We use GridLayout as base for the root class. The StringProperty class is imported. In the example, we have 4 checkboxes. However, only for the first 3, we include Status strings. You can see the initial values of the Status strings.




These 2 functions will be called if either of the first 2 checkboxes is clicked. If so, the respective Status string will change.




These 2 functions will be called if either of the last 2 checkboxes is clicked. Note, in checkActive2, the state of checkbox is in the variable b. Also in checkActive3, we have logic that, should the user want the checkbox to become inactive, we tell Kivy to override this and set it back to active.




The app class is created and run. The title of the window is 'Checkboxes'.


# ex21.py

from kivy.uix.gridlayout import GridLayout
from kivy.app import App
from kivy.properties import StringProperty

class Ex21(GridLayout):
    Status=StringProperty("I am inactive")
    Status1=StringProperty("I am the inactive member of the group")
    Status2=StringProperty("I am the inactive member of the group")
    def checkActive(self,*args):
        if args[1]==True: self.Status="I am active"
        else: self.Status="I am inactive"
    def checkActive1(self,*args):
        if args[1]==True: self.Status1="I am the active member of the group"
        else: self.Status1="I am the inactive member of the group"
    def checkActive2(self,a,b):
        if b==True: self.Status2="I am active member of the group"
        else: self.Status2="I am the inactive member of the group"
    def checkActive3(self,*args):
        if args[1]==False: self.ids['pythonLang'].active=True       

class Ex21App(App):
    def build(self):
        self.title="Checkboxes"
        return Ex21()

if __name__=='__main__':
    Ex21App().run()                       

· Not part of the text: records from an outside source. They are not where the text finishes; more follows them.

//! HTTP surface of the publishing module.

use std::sync::Arc;

use axum::{
    extract::{rejection::JsonRejection, State},
    middleware,
    routing::{get, post},
    Json, Router,
};
use hotelpress_authz::{require_api_key, ApiKeyGuard};
use hotelpress_http::AppError;
use hotelpress_kernel::Settings;
use rand::{rngs::StdRng, SeedableRng};
use serde_json::json;
use time::OffsetDateTime;
use url::Url;

use super::document::{build_document, compose_title, ArticleInput};
use super::lookup::{resolve_target, HotelSource, LookupError, SearchCriteria, SearchTarget};
use super::models::{PublishRequest, PublishResponse, ResolvedEcho};
use super::publisher::{draft_for, PostSink};
use super::validator::{format_date, format_local_datetime, validate, ContentDefaults};

/// Shared, read-only state of the publishing handlers.
#[derive(Clone)]
pub struct PublishingState {
    pub settings: Arc<Settings>,
    pub defaults: ContentDefaults,
    pub hotels: Arc<dyn HotelSource>,
    pub posts: Arc<dyn PostSink>,
}

impl PublishingState {
    pub fn new(
        settings: Arc<Settings>,
        hotels: Arc<dyn HotelSource>,
        posts: Arc<dyn PostSink>,
    ) -> Self {
        let defaults = ContentDefaults::from_settings(&settings);
        Self {
            settings,
            defaults,
            hotels,
            posts,
        }
    }

    /// Per-request RNG; seeded when `content.random_seed` is set.
    fn rng(&self) -> StdRng {
        match self.settings.content.random_seed {
            Some(seed) => StdRng::seed_from_u64(seed),
            None => StdRng::from_entropy(),
        }
    }
}

pub fn router(state: PublishingState, guard: ApiKeyGuard) -> Router {
    Router::new()
        .route("/posts", post(create_post))
        .route_layer(middleware::from_fn_with_state(guard, require_api_key))
        .route("/health", get(health_check))
        .with_state(state)
}

async fn health_check() -> &'static str {
    "publishing module is healthy"
}

/// Validate, look up the hotel, build the article and publish it.
async fn create_post(
    State(state): State<PublishingState>,
    payload: Result<Json<PublishRequest>, JsonRejection>,
) -> Result<Json<PublishResponse>, AppError> {
    let missing = state.settings.missing_publishing_settings();
    if !missing.is_empty() {
        tracing::error!(missing = ?missing, "publishing is not fully configured");
        return Err(AppError::configuration(missing));
    }

    let Json(request) = payload.map_err(|rejection| {
        AppError::validation(
            vec![json!({ "field": "body", "error": rejection.body_text() })],
            "request body is not valid JSON",
        )
    })?;

    let resolved = validate(request, &state.defaults, OffsetDateTime::now_utc())?;
    tracing::info!(
        keyword = %resolved.keyword,
        hotel = ?resolved.hotel,
        status = resolved.status.as_str(),
        "publish request accepted"
    );

    let target = resolve_target(state.hotels.as_ref(), &resolved.hotel).await?;
    let criteria = SearchCriteria {
        target,
        check_in: resolved.check_in,
        check_out: resolved.check_out,
    };
    let hotel = state.hotels.search(&criteria).await?;

    let affiliate_link = hotel
        .landing_url
        .clone()
        .or_else(|| resolved.hotel_url.as_ref().map(Url::to_string))
        .ok_or(LookupError::Incomplete("affiliate link"))?;

    let mut rng = state.rng();
    let layout = resolved.version.resolve(&mut rng);
    let title = compose_title(&resolved.keyword, &hotel, &mut rng);
    let article = ArticleInput {
        keyword: &resolved.keyword,
        hotel: &hotel,
        affiliate_link: &affiliate_link,
    };
    let content = build_document(&article, layout).to_html();

    let draft = draft_for(&resolved, title.clone(), content);
    let post = state.posts.create_post(&draft).await?;

    let hotel_id = match target {
        SearchTarget::Hotel(id) => Some(id),
        SearchTarget::City(_) => hotel.id,
    };

    Ok(Json(PublishResponse {
        success: true,
        resolved: ResolvedEcho {
            keyword: resolved.keyword,
            hotel_id,
            hotel_name: hotel.name,
            version: resolved.version,
            layout,
            status: resolved.status,
            category: resolved.category,
            check_in_date: format_date(resolved.check_in),
            check_out_date: format_date(resolved.check_out),
            publish_at: resolved.publish_at.map(format_local_datetime),
            slug: resolved.slug,
            title,
            seo_title: resolved.seo.title,
            seo_description: resolved.seo.description,
            focus_keyword: resolved.seo.focus_keyword,
            canonical_url: resolved.seo.canonical_url,
        },
        post,
    }))
}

In the kv file, we set columns as 3, and then set the background color as a gray color.




These are Kivy language commands for the first two rows. The second row contains a group checkbox.




These display the next 2 rows. The first one is part of a group. The last row has a checkbox which is always checked. Should someone try to inactivate it, the Python program will override that.


# ex21.kv

<Ex21>:
    cols: 3
    canvas:
        Color:
            rgb: .2,.2,.2
        Rectangle:
            pos: self.pos
            size: self.size
    Label:
        text: 'A checkbox'
    CheckBox:
        on_active: root.checkActive(*args)
    Label:
        text: root.Status
    Label:
        text: 'A group checkbox'
    CheckBox:
        group: 'my_check_group'
        on_active: root.checkActive1(*args)
    Label:
        text: root.Status1
    Label:
        text: 'A group checkbox'
    CheckBox:
        group: 'my_check_group'
        on_active: root.checkActive2(*args)
    Label:
        text: root.Status2
    Label:
        text: 'Python is the best language'
    CheckBox:
        id: pythonLang
        active: True
        on_active: root.checkActive3(*args)
    Label:
        text: 'Right on'
    



This is the result with some clicked checkboxes.




3 comments:

  1. Thanks for the post. I noticed that Kivy allows a situation where none of the radio buttons are selected. This breaks the established definition of what a group of buttons does. Hopefully they'll fix this at some point.